## EXERCISE AIM
Your answer should consist of the lines in the data below that contain "Option".
-------- DATA UNDER STUDY
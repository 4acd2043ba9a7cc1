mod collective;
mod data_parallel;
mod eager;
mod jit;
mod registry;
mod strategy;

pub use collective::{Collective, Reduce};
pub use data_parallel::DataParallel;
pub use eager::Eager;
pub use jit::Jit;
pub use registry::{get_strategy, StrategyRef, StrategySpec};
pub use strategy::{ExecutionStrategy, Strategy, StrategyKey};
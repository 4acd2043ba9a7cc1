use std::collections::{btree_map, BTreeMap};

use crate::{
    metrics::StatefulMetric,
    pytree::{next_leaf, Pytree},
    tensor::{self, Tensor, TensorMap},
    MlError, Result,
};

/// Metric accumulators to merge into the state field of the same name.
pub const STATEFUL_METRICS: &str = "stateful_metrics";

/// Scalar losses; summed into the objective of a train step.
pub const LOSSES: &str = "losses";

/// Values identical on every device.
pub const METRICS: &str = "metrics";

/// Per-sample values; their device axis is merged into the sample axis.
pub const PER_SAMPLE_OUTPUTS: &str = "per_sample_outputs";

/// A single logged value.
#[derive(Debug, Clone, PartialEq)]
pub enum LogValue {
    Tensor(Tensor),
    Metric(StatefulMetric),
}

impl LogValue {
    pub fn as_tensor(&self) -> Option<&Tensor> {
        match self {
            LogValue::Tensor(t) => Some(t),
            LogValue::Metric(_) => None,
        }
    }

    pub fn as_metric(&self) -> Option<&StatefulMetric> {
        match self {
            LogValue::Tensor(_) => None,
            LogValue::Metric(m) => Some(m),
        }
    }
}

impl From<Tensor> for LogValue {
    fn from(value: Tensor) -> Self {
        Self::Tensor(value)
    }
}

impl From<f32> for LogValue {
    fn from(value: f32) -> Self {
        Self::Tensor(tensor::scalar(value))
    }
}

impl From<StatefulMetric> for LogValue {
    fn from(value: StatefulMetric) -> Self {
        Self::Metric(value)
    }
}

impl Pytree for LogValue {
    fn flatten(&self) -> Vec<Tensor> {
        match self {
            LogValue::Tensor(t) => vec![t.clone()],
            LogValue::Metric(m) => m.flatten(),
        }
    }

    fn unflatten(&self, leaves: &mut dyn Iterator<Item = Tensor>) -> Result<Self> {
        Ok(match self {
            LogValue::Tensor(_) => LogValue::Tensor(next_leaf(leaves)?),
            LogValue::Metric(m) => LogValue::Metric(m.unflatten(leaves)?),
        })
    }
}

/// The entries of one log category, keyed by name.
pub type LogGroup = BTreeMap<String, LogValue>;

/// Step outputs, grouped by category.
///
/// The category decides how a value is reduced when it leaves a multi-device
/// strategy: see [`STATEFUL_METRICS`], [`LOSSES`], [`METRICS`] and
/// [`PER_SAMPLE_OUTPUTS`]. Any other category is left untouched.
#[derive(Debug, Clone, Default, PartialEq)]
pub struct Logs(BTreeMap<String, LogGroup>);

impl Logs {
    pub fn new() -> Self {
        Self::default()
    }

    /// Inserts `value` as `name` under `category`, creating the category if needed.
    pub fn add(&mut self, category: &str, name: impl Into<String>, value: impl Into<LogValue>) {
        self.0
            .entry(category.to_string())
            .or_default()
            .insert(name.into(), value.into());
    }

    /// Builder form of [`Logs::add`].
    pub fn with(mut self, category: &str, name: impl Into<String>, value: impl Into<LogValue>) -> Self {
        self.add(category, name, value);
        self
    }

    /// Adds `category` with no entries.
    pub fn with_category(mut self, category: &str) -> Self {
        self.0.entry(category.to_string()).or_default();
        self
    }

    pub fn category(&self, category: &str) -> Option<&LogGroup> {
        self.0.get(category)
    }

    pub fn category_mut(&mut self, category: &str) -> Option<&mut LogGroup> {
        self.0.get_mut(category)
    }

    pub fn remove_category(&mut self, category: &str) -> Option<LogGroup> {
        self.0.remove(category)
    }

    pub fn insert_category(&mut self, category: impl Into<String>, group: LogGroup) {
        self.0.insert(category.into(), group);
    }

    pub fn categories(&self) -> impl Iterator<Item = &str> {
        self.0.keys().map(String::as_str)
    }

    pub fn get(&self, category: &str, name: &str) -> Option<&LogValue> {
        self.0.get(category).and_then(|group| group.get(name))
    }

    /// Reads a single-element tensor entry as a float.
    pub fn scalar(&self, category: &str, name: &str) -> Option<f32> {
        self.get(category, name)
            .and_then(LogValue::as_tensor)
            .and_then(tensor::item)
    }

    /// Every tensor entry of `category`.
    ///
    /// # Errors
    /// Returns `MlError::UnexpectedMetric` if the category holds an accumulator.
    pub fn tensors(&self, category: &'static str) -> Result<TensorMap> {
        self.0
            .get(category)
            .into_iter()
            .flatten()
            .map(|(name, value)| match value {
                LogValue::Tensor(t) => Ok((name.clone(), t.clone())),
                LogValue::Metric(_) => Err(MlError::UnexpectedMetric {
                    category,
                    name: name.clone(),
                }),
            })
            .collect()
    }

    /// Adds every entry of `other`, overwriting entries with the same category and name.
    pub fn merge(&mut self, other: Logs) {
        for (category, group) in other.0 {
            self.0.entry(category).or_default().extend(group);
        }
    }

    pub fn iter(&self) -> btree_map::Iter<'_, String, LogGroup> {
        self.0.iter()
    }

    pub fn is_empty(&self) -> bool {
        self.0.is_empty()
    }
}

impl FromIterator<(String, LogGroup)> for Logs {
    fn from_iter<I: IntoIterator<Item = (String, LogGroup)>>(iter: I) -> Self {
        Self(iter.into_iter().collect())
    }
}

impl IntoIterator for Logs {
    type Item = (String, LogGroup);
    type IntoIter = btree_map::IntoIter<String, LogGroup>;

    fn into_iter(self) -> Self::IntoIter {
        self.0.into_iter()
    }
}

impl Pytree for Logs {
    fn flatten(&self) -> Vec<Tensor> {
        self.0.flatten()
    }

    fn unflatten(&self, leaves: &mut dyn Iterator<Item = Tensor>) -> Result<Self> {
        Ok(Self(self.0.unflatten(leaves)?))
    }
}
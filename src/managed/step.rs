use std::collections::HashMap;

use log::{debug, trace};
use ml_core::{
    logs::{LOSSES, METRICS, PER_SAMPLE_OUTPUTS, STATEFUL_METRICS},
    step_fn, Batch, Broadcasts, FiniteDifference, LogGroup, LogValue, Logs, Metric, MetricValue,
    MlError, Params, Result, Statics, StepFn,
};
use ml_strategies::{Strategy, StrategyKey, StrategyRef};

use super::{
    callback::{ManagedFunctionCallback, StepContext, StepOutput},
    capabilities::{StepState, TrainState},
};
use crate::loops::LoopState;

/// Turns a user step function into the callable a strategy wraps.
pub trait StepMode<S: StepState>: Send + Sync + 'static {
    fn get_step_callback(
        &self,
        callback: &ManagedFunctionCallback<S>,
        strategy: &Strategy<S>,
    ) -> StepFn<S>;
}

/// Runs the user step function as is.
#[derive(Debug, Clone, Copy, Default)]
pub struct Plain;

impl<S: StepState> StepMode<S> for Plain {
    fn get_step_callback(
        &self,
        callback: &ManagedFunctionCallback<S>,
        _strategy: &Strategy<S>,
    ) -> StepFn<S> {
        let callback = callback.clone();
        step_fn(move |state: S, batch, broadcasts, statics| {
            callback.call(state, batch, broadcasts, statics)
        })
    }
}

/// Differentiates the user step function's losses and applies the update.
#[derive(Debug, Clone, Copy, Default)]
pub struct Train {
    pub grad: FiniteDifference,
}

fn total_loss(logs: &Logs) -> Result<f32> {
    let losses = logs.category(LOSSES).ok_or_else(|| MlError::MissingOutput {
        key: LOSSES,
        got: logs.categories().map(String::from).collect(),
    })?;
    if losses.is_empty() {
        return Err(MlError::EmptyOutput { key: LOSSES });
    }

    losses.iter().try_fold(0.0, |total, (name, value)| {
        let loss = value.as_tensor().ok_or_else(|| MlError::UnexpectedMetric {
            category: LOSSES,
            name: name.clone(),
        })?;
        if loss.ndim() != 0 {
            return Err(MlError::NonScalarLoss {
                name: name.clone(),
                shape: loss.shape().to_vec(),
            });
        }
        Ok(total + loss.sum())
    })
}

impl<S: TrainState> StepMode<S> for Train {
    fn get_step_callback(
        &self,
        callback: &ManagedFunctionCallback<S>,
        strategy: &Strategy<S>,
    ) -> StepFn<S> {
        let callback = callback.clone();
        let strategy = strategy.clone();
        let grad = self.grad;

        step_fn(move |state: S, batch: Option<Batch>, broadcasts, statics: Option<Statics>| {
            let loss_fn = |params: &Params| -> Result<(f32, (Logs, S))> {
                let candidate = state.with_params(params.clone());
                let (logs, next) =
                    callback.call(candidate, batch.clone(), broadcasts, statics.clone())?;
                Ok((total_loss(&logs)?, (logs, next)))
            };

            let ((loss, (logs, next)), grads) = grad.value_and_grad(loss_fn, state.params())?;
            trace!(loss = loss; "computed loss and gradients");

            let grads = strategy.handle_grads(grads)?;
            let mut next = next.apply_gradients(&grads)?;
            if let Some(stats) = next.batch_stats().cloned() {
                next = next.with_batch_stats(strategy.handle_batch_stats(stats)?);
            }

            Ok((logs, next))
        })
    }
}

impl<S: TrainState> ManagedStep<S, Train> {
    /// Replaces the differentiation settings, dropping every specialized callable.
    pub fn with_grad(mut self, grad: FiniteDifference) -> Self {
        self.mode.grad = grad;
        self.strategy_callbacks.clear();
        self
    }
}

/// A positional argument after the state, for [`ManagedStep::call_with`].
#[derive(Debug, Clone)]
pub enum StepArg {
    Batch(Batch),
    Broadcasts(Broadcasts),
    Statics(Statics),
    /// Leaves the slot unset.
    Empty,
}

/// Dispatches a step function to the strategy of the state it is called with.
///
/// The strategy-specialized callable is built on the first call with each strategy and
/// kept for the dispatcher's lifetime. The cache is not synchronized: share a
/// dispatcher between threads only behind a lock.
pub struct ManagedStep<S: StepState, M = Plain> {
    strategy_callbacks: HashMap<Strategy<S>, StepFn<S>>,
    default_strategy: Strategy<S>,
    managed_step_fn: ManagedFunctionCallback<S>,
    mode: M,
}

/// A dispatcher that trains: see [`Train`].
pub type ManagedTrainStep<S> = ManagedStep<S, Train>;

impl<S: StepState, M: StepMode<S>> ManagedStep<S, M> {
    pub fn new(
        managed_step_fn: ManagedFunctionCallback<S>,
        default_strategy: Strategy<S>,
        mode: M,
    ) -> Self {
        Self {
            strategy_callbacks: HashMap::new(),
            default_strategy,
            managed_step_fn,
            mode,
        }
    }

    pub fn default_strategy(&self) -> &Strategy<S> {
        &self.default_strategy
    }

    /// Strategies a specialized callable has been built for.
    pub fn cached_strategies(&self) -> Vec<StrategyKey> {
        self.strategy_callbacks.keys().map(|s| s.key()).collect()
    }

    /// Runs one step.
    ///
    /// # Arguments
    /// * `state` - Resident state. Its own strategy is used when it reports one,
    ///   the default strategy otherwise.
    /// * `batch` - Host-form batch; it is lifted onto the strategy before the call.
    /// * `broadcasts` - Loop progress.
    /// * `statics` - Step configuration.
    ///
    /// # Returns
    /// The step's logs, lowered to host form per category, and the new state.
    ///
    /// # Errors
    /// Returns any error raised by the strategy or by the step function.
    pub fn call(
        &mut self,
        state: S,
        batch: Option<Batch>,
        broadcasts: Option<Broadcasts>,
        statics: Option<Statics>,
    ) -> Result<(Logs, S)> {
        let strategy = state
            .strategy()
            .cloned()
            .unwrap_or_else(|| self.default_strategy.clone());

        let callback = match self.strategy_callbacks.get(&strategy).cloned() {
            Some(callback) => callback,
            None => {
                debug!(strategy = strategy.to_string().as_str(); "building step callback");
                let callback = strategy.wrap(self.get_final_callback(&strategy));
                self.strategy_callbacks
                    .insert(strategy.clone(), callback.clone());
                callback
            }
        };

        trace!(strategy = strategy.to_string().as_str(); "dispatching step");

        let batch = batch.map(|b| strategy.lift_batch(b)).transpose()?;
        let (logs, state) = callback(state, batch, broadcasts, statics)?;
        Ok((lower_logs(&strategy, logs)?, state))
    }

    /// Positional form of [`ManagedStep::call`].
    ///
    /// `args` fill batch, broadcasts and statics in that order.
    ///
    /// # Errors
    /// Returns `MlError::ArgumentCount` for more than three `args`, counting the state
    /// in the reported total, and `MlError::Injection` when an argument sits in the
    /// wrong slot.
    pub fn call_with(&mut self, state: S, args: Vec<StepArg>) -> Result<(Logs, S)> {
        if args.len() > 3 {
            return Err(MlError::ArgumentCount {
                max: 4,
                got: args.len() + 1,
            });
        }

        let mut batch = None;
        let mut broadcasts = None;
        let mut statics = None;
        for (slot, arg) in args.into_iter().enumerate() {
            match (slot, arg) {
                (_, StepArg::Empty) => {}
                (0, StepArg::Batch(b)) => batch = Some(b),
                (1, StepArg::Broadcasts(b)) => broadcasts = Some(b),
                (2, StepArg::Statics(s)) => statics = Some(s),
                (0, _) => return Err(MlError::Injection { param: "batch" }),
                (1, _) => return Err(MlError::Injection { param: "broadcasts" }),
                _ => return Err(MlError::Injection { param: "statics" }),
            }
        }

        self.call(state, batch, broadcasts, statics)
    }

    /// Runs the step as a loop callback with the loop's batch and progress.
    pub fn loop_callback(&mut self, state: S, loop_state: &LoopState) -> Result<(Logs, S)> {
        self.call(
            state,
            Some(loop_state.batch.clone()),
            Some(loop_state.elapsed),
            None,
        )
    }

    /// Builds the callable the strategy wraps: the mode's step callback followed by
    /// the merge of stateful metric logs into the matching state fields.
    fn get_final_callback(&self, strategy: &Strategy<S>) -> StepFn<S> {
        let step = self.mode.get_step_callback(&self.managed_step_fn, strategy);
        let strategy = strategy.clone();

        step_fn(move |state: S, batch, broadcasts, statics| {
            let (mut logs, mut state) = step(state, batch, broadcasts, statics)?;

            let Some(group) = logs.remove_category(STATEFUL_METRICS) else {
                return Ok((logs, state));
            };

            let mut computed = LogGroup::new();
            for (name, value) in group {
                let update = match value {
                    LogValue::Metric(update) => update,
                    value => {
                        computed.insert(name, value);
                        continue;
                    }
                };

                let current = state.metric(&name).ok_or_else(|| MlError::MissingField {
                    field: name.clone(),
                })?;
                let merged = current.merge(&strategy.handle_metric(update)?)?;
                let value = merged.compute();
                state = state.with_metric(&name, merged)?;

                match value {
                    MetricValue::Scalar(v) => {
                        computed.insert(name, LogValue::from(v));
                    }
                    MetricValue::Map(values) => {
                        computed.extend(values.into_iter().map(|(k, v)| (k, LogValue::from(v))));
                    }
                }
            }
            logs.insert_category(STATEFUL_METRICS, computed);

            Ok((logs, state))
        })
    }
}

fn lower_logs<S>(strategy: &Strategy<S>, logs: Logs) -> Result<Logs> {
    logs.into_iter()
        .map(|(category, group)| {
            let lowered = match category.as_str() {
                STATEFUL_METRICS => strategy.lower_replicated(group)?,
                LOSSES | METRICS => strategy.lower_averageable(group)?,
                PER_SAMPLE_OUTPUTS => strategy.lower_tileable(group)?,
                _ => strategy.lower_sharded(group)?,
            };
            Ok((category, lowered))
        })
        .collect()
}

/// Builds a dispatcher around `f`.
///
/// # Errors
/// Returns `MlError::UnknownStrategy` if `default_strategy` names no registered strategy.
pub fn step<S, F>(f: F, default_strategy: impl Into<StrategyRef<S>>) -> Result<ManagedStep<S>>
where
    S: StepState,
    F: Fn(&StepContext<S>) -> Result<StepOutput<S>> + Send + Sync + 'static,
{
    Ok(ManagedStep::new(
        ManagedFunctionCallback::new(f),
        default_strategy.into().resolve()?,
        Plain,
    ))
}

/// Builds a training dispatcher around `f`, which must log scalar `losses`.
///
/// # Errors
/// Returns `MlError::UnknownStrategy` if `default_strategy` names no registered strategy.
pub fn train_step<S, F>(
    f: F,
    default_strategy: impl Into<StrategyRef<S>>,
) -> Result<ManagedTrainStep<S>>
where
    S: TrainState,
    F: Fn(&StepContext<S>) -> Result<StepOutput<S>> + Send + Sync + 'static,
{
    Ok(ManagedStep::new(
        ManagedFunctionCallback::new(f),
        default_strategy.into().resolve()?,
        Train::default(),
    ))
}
----------------
## COMPLETED EXERCISE
    pub fn as_tensor(&self) -> Option<&Tensor> {
    pub fn as_metric(&self) -> Option<&StatefulMetric> {
    pub fn category(&self, category: &str) -> Option<&LogGroup> {
    pub fn category_mut(&mut self, category: &str) -> Option<&mut LogGroup> {
    pub fn remove_category(&mut self, category: &str) -> Option<LogGroup> {
    pub fn get(&self, category: &str, name: &str) -> Option<&LogValue> {
    pub fn scalar(&self, category: &str, name: &str) -> Option<f32> {
        step_fn(move |state: S, batch: Option<Batch>, broadcasts, statics: Option<Statics>| {
        batch: Option<Batch>,
        broadcasts: Option<Broadcasts>,
        statics: Option<Statics>,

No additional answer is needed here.